In fact, it’s a whopping 380% increase over the 0.05% rate we maintained for the first few months of the fall semester.
“Our positive-test rate is headed in the wrong direction,” says Medical Director Cecilia Stuopis. “MIT is not an oasis disconnected from what is happening around us; our numbers are rising, just like the rest of Massachusetts. Campus is not a safe haven where we can get away with being careless.”
And as reports like those above are becoming ever more frequent, Stuopis is sounding the alarm. “Sitting down together to share drinks or a meal is among the riskiest activities for transmitting the virus,” she notes. “Our masks are off. We’re usually talking. And we’re within six feet of each other, indoors, often for much longer than 15 minutes.”
We’re most likely to let our guard down with people we know and trust. This is true even of people who should be among the most likely to know better, Stuopis says, pointing to major outbreaks among staff members at Massachusetts General Hospital, Holyoke Medical Center, Baystate Medical Center, and the Mayo Clinic. All were traced back to staff members eating together during breaks. “We should not have the attitude that this can’t happen here,” she says emphatically.
Nurse Practitioner Jackie Sherry concurs. As MIT Medical’s clinical service lead for occupational and environmental medicine, Sherry is spearheading MIT’s contact-tracing efforts. “When we talk with people who have tested positive or become ill, the common denominator is very often gatherings where food and drinks were served and consumed,” she says. “And the contacts of these positive cases who end up testing positive themselves often had an exposure related to eating or drinking together.”

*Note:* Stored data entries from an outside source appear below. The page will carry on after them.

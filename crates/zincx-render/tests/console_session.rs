//! Integration tests for a console backend driven through a `BackendHandle`.

use std::cell::RefCell;
use std::io::{self, Write};
use std::rc::Rc;

use zincx_core::{RenderMode, TextAlignment};
use zincx_render::{
    BackendHandle, BackendState, Circle, Color, ConsoleBackend, Line, Padding, Point, Rect,
    RenderBackend, RenderError, Size,
};

/// A writer whose buffer stays readable after the backend is boxed.
#[derive(Clone, Default)]
struct SharedBuffer(Rc<RefCell<Vec<u8>>>);

impl SharedBuffer {
    fn lines(&self) -> Vec<String> {
        String::from_utf8(self.0.borrow().clone())
            .unwrap()
            .lines()
            .map(str::to_string)
            .collect()
    }
}

impl Write for SharedBuffer {
    fn write(&mut self, buf: &[u8]) -> io::Result<usize> {
        self.0.borrow_mut().extend_from_slice(buf);
        Ok(buf.len())
    }

    fn flush(&mut self) -> io::Result<()> {
        Ok(())
    }
}

#[test]
fn test_full_session_output() {
    let buffer = SharedBuffer::default();
    let mut handle = BackendHandle::new(ConsoleBackend::new(buffer.clone()));
    assert_eq!(handle.state(), BackendState::Uninitialized);

    handle.initialize(RenderMode::Graphics16).unwrap();
    assert_eq!(handle.state().mode(), Some(RenderMode::Graphics16));

    let frame = Rect::new(0, 0, 20, 6);
    handle.fill_rect(frame, Color::DARK_GRAY).unwrap();
    handle.draw_rect(frame, Color::WHITE).unwrap();
    handle
        .draw_line(Line::new(Point::new(0, 5), Point::new(19, 5)), Color::LIGHT_GRAY)
        .unwrap();
    handle.draw_circle(Circle::new(Point::new(3, 3), 2), Color::RED, false).unwrap();
    handle.fill_ellipse(Point::new(10, 3), Size::new(6, 2), Color::GREEN).unwrap();
    handle
        .draw_text("OK", frame.deflate(&Padding::uniform(1)), Color::WHITE, TextAlignment::Right)
        .unwrap();

    let lines = buffer.lines();
    assert_eq!(
        lines,
        vec![
            "Console Graphics Backend Initialized with mode: Graphics16",
            "Filling rect at 0,0 with size 20x6 and color (64,64,64)",
            "Drawing rect outline at 0,0 with size 20x6 and color (255,255,255)",
            "Drawing line from (0,5) to (19,5) with color (192,192,192)",
            "Drawing circle at (3,3) with radius 2 and color (255,0,0)",
            "Drawing filled ellipse at (10,3) with size 6x2 and color (0,255,0)",
            "Drawing text 'OK' at bounds 1,1 with size 18x4 and color (255,255,255) aligned Right",
        ]
    );
    assert_eq!(handle.stats().draw_calls, 6);
    assert_eq!(handle.stats().failed_calls, 0);
}

#[test]
fn test_nothing_written_before_initialize() {
    let buffer = SharedBuffer::default();
    let mut handle = BackendHandle::new(ConsoleBackend::new(buffer.clone()));

    let err = handle.fill_rect(Rect::new(0, 0, 1, 1), Color::RED).unwrap_err();
    assert!(matches!(err, RenderError::NotInitialized));
    assert!(buffer.lines().is_empty());
}
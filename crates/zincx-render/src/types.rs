//! Basic geometry and color types for rendering.
//!
//! These are plain value types with public fields. Coordinates are integer
//! pixels (or character cells for text-mode backends).

/// A point in 2D space.
#[derive(Debug, Clone, Copy, PartialEq, Eq, Hash, Default)]
pub struct Point {
    pub x: i32,
    pub y: i32,
}

impl Point {
    /// Create a new point.
    #[inline]
    pub const fn new(x: i32, y: i32) -> Self {
        Self { x, y }
    }

    /// The origin point (0, 0).
    pub const ZERO: Self = Self { x: 0, y: 0 };

    /// Offset the point by the given amount.
    #[inline]
    pub const fn offset(self, dx: i32, dy: i32) -> Self {
        Self {
            x: self.x + dx,
            y: self.y + dy,
        }
    }

    /// Convert to a float vector.
    #[inline]
    pub fn to_vec2(self) -> Vector2D {
        Vector2D::new(self.x as f32, self.y as f32)
    }
}

impl From<(i32, i32)> for Point {
    fn from((x, y): (i32, i32)) -> Self {
        Self { x, y }
    }
}

/// A size in 2D space (width and height).
#[derive(Debug, Clone, Copy, PartialEq, Eq, Hash, Default)]
pub struct Size {
    pub width: i32,
    pub height: i32,
}

impl Size {
    /// Create a new size.
    #[inline]
    pub const fn new(width: i32, height: i32) -> Self {
        Self { width, height }
    }

    /// Zero size.
    pub const ZERO: Self = Self {
        width: 0,
        height: 0,
    };

    /// Check if the size has zero area.
    #[inline]
    pub fn is_empty(&self) -> bool {
        self.width <= 0 || self.height <= 0
    }
}

impl From<(i32, i32)> for Size {
    fn from((width, height): (i32, i32)) -> Self {
        Self { width, height }
    }
}

/// Space between an element's boundary and its content.
#[derive(Debug, Clone, Copy, PartialEq, Eq, Hash, Default)]
pub struct Padding {
    pub left: i32,
    pub top: i32,
    pub right: i32,
    pub bottom: i32,
}

impl Padding {
    /// Create padding with explicit sides.
    #[inline]
    pub const fn new(left: i32, top: i32, right: i32, bottom: i32) -> Self {
        Self {
            left,
            top,
            right,
            bottom,
        }
    }

    /// The same padding on every side.
    #[inline]
    pub const fn uniform(amount: i32) -> Self {
        Self::new(amount, amount, amount, amount)
    }

    /// Horizontal and vertical padding.
    #[inline]
    pub const fn symmetric(horizontal: i32, vertical: i32) -> Self {
        Self::new(horizontal, vertical, horizontal, vertical)
    }
}

/// Space between an element and its neighbours.
#[derive(Debug, Clone, Copy, PartialEq, Eq, Hash, Default)]
pub struct Margin {
    pub left: i32,
    pub top: i32,
    pub right: i32,
    pub bottom: i32,
}

impl Margin {
    /// Create a margin with explicit sides.
    #[inline]
    pub const fn new(left: i32, top: i32, right: i32, bottom: i32) -> Self {
        Self {
            left,
            top,
            right,
            bottom,
        }
    }

    /// The same margin on every side.
    #[inline]
    pub const fn uniform(amount: i32) -> Self {
        Self::new(amount, amount, amount, amount)
    }
}

/// A rectangle defined by its top-left corner and dimensions.
#[derive(Debug, Clone, Copy, PartialEq, Eq, Hash, Default)]
pub struct Rect {
    pub x: i32,
    pub y: i32,
    pub width: i32,
    pub height: i32,
}

impl Rect {
    /// Create a new rectangle.
    #[inline]
    pub const fn new(x: i32, y: i32, width: i32, height: i32) -> Self {
        Self {
            x,
            y,
            width,
            height,
        }
    }

    /// Create a rectangle from an origin and a size.
    #[inline]
    pub const fn from_origin_size(origin: Point, size: Size) -> Self {
        Self::new(origin.x, origin.y, size.width, size.height)
    }

    /// Empty rectangle at the origin.
    pub const ZERO: Self = Self::new(0, 0, 0, 0);

    /// Top-left corner.
    #[inline]
    pub const fn origin(&self) -> Point {
        Point::new(self.x, self.y)
    }

    /// Dimensions.
    #[inline]
    pub const fn size(&self) -> Size {
        Size::new(self.width, self.height)
    }

    /// Right edge x coordinate (exclusive).
    #[inline]
    pub const fn right(&self) -> i32 {
        self.x + self.width
    }

    /// Bottom edge y coordinate (exclusive).
    #[inline]
    pub const fn bottom(&self) -> i32 {
        self.y + self.height
    }

    /// Center point, rounded toward the origin.
    #[inline]
    pub const fn center(&self) -> Point {
        Point::new(self.x + self.width / 2, self.y + self.height / 2)
    }

    /// Check if the rectangle is empty (zero or negative size).
    #[inline]
    pub fn is_empty(&self) -> bool {
        self.size().is_empty()
    }

    /// Check if a point is inside the rectangle.
    #[inline]
    pub fn contains(&self, point: Point) -> bool {
        point.x >= self.x && point.x < self.right() && point.y >= self.y && point.y < self.bottom()
    }

    /// Return a new rectangle reduced by `padding`.
    ///
    /// The origin moves by the left/top padding and the dimensions shrink by
    /// both sides. The result may have a negative size if the padding exceeds
    /// the rectangle.
    #[inline]
    pub const fn deflate(&self, padding: &Padding) -> Rect {
        Rect::new(
            self.x + padding.left,
            self.y + padding.top,
            self.width - padding.left - padding.right,
            self.height - padding.top - padding.bottom,
        )
    }

    /// Return a new rectangle grown by `margin`.
    #[inline]
    pub const fn inflate(&self, margin: &Margin) -> Rect {
        Rect::new(
            self.x - margin.left,
            self.y - margin.top,
            self.width + margin.left + margin.right,
            self.height + margin.top + margin.bottom,
        )
    }

    /// Offset the rectangle by the given amount.
    #[inline]
    pub const fn offset(&self, dx: i32, dy: i32) -> Rect {
        Rect::new(self.x + dx, self.y + dy, self.width, self.height)
    }

    /// Compute the intersection of two rectangles.
    pub fn intersect(&self, other: &Rect) -> Option<Rect> {
        let left = self.x.max(other.x);
        let top = self.y.max(other.y);
        let right = self.right().min(other.right());
        let bottom = self.bottom().min(other.bottom());

        if left < right && top < bottom {
            Some(Rect::new(left, top, right - left, bottom - top))
        } else {
            None
        }
    }
}

/// A circle defined by a center point and a radius.
#[derive(Debug, Clone, Copy, PartialEq, Eq, Hash, Default)]
pub struct Circle {
    pub center: Point,
    pub radius: i32,
}

impl Circle {
    /// Create a new circle.
    #[inline]
    pub const fn new(center: Point, radius: i32) -> Self {
        Self { center, radius }
    }

    /// Whether `point` lies inside or on the circle.
    #[inline]
    pub fn contains(&self, point: Point) -> bool {
        let dx = i64::from(point.x - self.center.x);
        let dy = i64::from(point.y - self.center.y);
        let r = i64::from(self.radius);
        dx * dx + dy * dy <= r * r
    }

    /// The square that bounds this circle.
    #[inline]
    pub const fn bounds(&self) -> Rect {
        Rect::new(
            self.center.x - self.radius,
            self.center.y - self.radius,
            self.radius * 2,
            self.radius * 2,
        )
    }
}

/// A line segment.
#[derive(Debug, Clone, Copy, PartialEq, Eq, Hash, Default)]
pub struct Line {
    pub start: Point,
    pub end: Point,
}

impl Line {
    /// Create a new line segment.
    #[inline]
    pub const fn new(start: Point, end: Point) -> Self {
        Self { start, end }
    }

    /// Euclidean length of the segment.
    #[inline]
    pub fn length(&self) -> f32 {
        distance(self.start, self.end)
    }
}

/// An RGBA color with 8-bit components.
#[derive(Debug, Clone, Copy, PartialEq, Eq, Hash)]
pub struct Color {
    pub r: u8,
    pub g: u8,
    pub b: u8,
    pub a: u8,
}

impl Color {
    /// Create a color from RGBA components.
    #[inline]
    pub const fn rgba(r: u8, g: u8, b: u8, a: u8) -> Self {
        Self { r, g, b, a }
    }

    /// Create an opaque color from RGB components.
    #[inline]
    pub const fn rgb(r: u8, g: u8, b: u8) -> Self {
        Self::rgba(r, g, b, 255)
    }

    /// Return this color with a different alpha.
    #[inline]
    pub const fn with_alpha(self, a: u8) -> Self {
        Self { a, ..self }
    }

    /// Linear interpolation between two colors, `t` clamped to `0.0..=1.0`.
    pub fn lerp(self, other: Color, t: f32) -> Color {
        let t = t.clamp(0.0, 1.0);
        let mix = |a: u8, b: u8| lerp(f32::from(a), f32::from(b), t).round() as u8;
        Color::rgba(
            mix(self.r, other.r),
            mix(self.g, other.g),
            mix(self.b, other.b),
            mix(self.a, other.a),
        )
    }

    pub const TRANSPARENT: Self = Self::rgba(0, 0, 0, 0);
    pub const BLACK: Self = Self::rgb(0, 0, 0);
    pub const WHITE: Self = Self::rgb(255, 255, 255);
    pub const RED: Self = Self::rgb(255, 0, 0);
    pub const GREEN: Self = Self::rgb(0, 255, 0);
    pub const BLUE: Self = Self::rgb(0, 0, 255);
    pub const GRAY: Self = Self::rgb(128, 128, 128);
    pub const LIGHT_GRAY: Self = Self::rgb(192, 192, 192);
    pub const DARK_GRAY: Self = Self::rgb(64, 64, 64);
}

impl Default for Color {
    fn default() -> Self {
        Self::BLACK
    }
}

/// A 2D float vector.
pub type Vector2D = glam::Vec2;

/// A 3x3 matrix for 2D affine transformations.
#[derive(Debug, Clone, Copy, PartialEq)]
pub struct Matrix(pub glam::Mat3);

impl Matrix {
    /// The identity transform.
    pub const IDENTITY: Self = Self(glam::Mat3::IDENTITY);

    /// A translation.
    pub fn translation(tx: f32, ty: f32) -> Self {
        Self(glam::Mat3::from_translation(Vector2D::new(tx, ty)))
    }

    /// A scale about the origin.
    pub fn scale(sx: f32, sy: f32) -> Self {
        Self(glam::Mat3::from_scale(Vector2D::new(sx, sy)))
    }

    /// A rotation about the origin (angle in radians).
    pub fn rotation(angle: f32) -> Self {
        Self(glam::Mat3::from_angle(angle))
    }

    /// Apply `self` first, then `next`.
    pub fn then(self, next: Matrix) -> Self {
        Self(next.0 * self.0)
    }

    /// Transform a float point.
    pub fn transform_vec(&self, v: Vector2D) -> Vector2D {
        self.0.transform_point2(v)
    }

    /// Transform an integer point, rounding to the nearest pixel.
    pub fn transform_point(&self, point: Point) -> Point {
        let v = self.transform_vec(point.to_vec2());
        Point::new(v.x.round() as i32, v.y.round() as i32)
    }
}

impl Default for Matrix {
    fn default() -> Self {
        Self::IDENTITY
    }
}

/// Linear interpolation between `a` and `b`.
#[inline]
pub fn lerp(a: f32, b: f32, t: f32) -> f32 {
    a + t * (b - a)
}

/// Euclidean distance between two points.
#[inline]
pub fn distance(a: Point, b: Point) -> f32 {
    (b.to_vec2() - a.to_vec2()).length()
}
//! Logging facilities for ZincX.
//!
//! ZincX uses the `tracing` crate for instrumentation. Nothing is printed
//! unless the application installs a subscriber:
//!
//! ```ignore
//! tracing_subscriber::fmt::init();
//! ```
//!
//! Events are emitted under the targets in [`targets`], so output can be
//! narrowed per subsystem, e.g. `RUST_LOG=zincx::event=trace`.

/// Span names used throughout ZincX for tracing.
pub mod span_names {
    /// One dispatch pass over the event queue.
    pub const DISPATCH: &str = "zincx::dispatch";
    /// One render pass over a view's items.
    pub const RENDER: &str = "zincx::render";
}

/// Target names for log filtering.
pub mod targets {
    /// General application messages, used by [`log`](super::log).
    pub const APP: &str = "zincx";
    /// Core crate target.
    pub const CORE: &str = "zincx_core";
    /// Render backends.
    pub const RENDER: &str = "zincx_render";
    /// Event queue and dispatch.
    pub const EVENT: &str = "zincx::event";
    /// Graphics view.
    pub const VIEW: &str = "zincx::view";
    /// Item arena and item state.
    pub const ITEM: &str = "zincx::item";
}

/// Write a line to the application log.
///
/// This is an `INFO` event on the [`targets::APP`] target.
pub fn log(message: &str) {
    tracing::info!(target: "zincx", "{message}");
}

/// A guard that keeps a tracing span entered until dropped.
///
/// Useful for tracking the duration of an operation.
#[derive(Debug)]
pub struct PerfSpan {
    #[allow(dead_code)]
    span: tracing::span::EnteredSpan,
}

impl PerfSpan {
    /// Create and enter a new performance span.
    pub fn new(name: &'static str) -> Self {
        let span = tracing::debug_span!(target: "zincx::perf", "perf", operation = name);
        Self {
            span: span.entered(),
        }
    }
}

/// Trace-level event on the core target.
#[macro_export]
macro_rules! zincx_trace {
    ($($arg:tt)*) => {
        $crate::tracing::trace!(target: "zincx_core", $($arg)*)
    };
}

/// Debug-level event on the core target.
#[macro_export]
macro_rules! zincx_debug {
    ($($arg:tt)*) => {
        $crate::tracing::debug!(target: "zincx_core", $($arg)*)
    };
}

/// Warn-level event on the core target.
#[macro_export]
macro_rules! zincx_warn {
    ($($arg:tt)*) => {
        $crate::tracing::warn!(target: "zincx_core", $($arg)*)
    };
}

So far, Sherry notes, these “eating events” have occurred in the outside community. “But,” she adds, “if we continue to take these kinds of risks on campus, an outbreak that begins here and spreads within our own community is very likely.”
But still preventable, Stuopis emphasizes. “Whether you are on campus or elsewhere, think twice — and then think again — before you pull down that mask to share a coffee or a meal,” she says. If you get the urge to plow through some Clover takeout with your coworkers, do it safely: propose a Zoom lunch, where you all log in and dine remotely at your desks. Or, if you’re feeling adventurous, don some layers and eat your lunch outdoors, with plenty of space between you.
For now, however, the safest choice is to eat that sandwich or those reheated leftovers solo. “Laughing alone with salad” isn’t half as much fun as stock photos make it look, but we promise that it beats getting sick or spreading the virus to your family, friends, and colleagues.